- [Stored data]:
*** Begin section ***
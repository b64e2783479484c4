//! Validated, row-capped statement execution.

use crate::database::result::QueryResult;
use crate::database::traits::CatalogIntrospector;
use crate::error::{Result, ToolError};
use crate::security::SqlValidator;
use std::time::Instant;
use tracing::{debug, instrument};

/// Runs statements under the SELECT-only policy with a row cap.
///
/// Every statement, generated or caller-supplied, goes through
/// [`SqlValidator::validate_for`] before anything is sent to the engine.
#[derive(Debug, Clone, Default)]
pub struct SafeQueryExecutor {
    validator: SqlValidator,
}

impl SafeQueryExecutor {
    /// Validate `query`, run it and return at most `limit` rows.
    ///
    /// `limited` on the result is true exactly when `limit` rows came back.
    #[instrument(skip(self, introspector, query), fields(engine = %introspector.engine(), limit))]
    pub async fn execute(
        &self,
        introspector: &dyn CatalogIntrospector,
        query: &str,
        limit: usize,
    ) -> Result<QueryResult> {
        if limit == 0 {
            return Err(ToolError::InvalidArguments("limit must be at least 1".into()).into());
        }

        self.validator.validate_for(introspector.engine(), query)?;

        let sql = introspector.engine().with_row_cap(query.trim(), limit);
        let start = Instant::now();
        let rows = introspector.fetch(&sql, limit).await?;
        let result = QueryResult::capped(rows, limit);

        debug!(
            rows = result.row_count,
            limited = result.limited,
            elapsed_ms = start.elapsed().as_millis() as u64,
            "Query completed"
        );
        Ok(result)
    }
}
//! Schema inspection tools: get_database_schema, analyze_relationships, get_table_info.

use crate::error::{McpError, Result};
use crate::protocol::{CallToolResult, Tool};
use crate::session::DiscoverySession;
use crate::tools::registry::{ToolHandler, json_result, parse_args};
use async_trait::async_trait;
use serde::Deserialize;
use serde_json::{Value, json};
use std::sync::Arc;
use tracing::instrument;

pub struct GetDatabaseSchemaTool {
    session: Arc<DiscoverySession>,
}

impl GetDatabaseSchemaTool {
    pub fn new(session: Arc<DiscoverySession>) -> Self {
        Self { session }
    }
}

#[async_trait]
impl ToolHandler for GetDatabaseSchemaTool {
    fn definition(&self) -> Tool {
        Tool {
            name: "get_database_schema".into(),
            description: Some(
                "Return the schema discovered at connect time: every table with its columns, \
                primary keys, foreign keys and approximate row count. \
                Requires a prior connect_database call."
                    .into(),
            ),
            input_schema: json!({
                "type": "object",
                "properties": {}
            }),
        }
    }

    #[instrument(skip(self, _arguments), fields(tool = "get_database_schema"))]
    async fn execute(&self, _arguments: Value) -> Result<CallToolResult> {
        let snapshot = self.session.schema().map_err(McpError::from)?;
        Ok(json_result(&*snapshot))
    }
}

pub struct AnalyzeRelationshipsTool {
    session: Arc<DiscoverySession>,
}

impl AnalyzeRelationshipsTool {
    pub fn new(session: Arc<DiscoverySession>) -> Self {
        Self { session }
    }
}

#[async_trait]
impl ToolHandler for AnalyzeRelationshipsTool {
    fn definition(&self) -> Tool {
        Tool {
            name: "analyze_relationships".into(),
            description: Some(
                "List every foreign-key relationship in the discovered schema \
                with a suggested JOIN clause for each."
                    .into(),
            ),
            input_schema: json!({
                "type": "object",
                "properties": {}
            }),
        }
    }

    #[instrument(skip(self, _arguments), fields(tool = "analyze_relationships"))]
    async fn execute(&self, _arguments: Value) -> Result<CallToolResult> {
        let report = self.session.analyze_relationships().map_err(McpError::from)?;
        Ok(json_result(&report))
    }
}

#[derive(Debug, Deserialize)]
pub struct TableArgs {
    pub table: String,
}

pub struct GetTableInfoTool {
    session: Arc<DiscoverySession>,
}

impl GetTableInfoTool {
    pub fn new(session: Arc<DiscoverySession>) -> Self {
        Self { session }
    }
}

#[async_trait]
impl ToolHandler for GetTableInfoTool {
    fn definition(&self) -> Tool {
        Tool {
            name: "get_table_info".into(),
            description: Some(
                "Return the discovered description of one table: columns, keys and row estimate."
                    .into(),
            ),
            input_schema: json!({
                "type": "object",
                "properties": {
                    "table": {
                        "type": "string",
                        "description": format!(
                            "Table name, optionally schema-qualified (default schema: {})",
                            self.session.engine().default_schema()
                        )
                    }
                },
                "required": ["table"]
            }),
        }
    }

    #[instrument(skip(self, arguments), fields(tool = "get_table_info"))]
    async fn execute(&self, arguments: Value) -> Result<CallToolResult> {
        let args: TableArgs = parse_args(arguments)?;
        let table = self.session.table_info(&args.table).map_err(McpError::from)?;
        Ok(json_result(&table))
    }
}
*** End section ***
*** Begin section ***
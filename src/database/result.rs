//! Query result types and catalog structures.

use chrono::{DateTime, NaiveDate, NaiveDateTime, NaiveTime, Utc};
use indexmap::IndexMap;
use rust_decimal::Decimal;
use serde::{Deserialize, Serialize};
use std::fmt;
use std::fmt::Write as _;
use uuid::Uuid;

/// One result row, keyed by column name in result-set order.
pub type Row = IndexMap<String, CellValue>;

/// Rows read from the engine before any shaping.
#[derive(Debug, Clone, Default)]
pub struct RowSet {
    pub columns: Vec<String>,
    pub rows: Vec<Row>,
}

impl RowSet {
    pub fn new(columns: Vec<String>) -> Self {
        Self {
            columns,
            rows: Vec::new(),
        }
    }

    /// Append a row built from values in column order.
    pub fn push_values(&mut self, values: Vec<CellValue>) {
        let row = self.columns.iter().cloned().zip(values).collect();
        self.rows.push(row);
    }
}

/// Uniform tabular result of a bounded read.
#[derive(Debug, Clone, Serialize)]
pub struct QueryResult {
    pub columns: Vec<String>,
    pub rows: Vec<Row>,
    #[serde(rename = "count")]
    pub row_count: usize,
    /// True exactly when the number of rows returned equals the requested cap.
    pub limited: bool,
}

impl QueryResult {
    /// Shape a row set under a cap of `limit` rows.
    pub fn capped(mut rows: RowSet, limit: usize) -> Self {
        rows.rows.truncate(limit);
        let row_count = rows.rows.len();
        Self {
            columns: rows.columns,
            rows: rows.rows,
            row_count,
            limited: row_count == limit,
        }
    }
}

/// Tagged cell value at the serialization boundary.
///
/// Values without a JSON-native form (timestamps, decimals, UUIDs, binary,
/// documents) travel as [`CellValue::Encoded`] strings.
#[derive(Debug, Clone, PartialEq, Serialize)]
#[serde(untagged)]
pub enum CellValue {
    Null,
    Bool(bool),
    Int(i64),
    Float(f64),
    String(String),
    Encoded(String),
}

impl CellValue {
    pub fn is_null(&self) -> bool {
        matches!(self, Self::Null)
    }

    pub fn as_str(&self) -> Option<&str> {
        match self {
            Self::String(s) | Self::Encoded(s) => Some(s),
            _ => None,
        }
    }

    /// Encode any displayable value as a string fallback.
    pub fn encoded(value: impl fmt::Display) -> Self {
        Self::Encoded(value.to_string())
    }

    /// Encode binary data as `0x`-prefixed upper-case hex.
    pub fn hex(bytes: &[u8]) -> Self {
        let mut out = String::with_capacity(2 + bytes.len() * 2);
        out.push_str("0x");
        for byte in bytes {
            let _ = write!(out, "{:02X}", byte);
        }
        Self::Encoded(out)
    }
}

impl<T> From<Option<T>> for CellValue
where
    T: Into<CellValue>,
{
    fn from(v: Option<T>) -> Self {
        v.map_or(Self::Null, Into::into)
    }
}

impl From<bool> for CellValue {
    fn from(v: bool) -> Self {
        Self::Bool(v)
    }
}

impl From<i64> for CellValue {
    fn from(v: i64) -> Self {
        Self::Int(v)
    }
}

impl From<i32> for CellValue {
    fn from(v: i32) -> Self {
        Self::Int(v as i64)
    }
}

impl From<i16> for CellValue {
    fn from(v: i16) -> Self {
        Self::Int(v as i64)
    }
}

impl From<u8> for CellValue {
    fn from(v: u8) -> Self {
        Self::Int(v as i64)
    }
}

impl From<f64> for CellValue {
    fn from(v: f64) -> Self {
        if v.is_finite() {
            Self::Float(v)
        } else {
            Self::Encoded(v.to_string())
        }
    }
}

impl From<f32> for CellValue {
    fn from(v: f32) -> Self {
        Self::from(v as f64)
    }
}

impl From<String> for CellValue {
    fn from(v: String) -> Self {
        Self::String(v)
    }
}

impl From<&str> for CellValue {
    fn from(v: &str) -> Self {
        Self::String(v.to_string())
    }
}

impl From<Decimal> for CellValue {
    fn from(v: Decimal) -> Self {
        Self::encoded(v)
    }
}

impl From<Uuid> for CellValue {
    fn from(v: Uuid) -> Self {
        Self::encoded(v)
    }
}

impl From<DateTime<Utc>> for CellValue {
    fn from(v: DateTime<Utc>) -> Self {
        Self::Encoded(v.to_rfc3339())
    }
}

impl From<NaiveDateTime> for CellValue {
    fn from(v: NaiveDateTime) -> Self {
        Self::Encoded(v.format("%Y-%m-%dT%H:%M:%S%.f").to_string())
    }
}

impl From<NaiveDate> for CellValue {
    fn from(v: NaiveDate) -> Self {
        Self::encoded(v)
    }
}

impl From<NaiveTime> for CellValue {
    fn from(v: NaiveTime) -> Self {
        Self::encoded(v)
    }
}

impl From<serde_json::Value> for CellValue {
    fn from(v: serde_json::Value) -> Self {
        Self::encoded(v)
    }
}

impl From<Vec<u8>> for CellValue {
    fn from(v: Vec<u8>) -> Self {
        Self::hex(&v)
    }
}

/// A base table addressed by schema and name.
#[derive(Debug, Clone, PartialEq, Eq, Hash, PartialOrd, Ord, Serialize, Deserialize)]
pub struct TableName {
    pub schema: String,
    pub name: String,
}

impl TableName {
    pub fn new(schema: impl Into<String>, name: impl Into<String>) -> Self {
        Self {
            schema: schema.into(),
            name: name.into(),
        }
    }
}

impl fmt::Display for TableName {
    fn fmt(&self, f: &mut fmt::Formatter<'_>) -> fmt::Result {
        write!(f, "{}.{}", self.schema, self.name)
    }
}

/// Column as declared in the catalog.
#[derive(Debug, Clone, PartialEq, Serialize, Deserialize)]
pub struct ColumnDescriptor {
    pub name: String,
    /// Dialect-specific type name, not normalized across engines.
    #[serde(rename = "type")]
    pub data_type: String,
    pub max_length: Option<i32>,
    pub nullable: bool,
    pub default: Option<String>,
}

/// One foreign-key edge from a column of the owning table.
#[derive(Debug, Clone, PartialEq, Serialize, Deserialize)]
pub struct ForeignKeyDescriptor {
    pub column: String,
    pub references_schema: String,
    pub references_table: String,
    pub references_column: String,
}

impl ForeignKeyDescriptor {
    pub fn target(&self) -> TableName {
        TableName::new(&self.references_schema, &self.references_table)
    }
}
*** End section ***
- [What to do]: Transcribe, exactly and without additions, the lines of the records above, beginning with the line that contains "impl From<bool> for" and ending with the line that contains "impl From<NaiveDate> for", both included.

- [Exercise response]:
impl From<bool> for CellValue {
    fn from(v: bool) -> Self {
        Self::Bool(v)
    }
}

impl From<i64> for CellValue {
    fn from(v: i64) -> Self {
        Self::Int(v)
    }
}

impl From<i32> for CellValue {
    fn from(v: i32) -> Self {
        Self::Int(v as i64)
    }
}

impl From<i16> for CellValue {
    fn from(v: i16) -> Self {
        Self::Int(v as i64)
    }
}

impl From<u8> for CellValue {
    fn from(v: u8) -> Self {
        Self::Int(v as i64)
    }
}

impl From<f64> for CellValue {
    fn from(v: f64) -> Self {
        if v.is_finite() {
            Self::Float(v)
        } else {
            Self::Encoded(v.to_string())
        }
    }
}

impl From<f32> for CellValue {
    fn from(v: f32) -> Self {
        Self::from(v as f64)
    }
}

impl From<String> for CellValue {
    fn from(v: String) -> Self {
        Self::String(v)
    }
}

impl From<&str> for CellValue {
    fn from(v: &str) -> Self {
        Self::String(v.to_string())
    }
}

impl From<Decimal> for CellValue {
    fn from(v: Decimal) -> Self {
        Self::encoded(v)
    }
}

impl From<Uuid> for CellValue {
    fn from(v: Uuid) -> Self {
        Self::encoded(v)
    }
}

impl From<DateTime<Utc>> for CellValue {
    fn from(v: DateTime<Utc>) -> Self {
        Self::Encoded(v.to_rfc3339())
    }
}

impl From<NaiveDateTime> for CellValue {
    fn from(v: NaiveDateTime) -> Self {
        Self::Encoded(v.format("%Y-%m-%dT%H:%M:%S%.f").to_string())
    }
}

impl From<NaiveDate> for CellValue {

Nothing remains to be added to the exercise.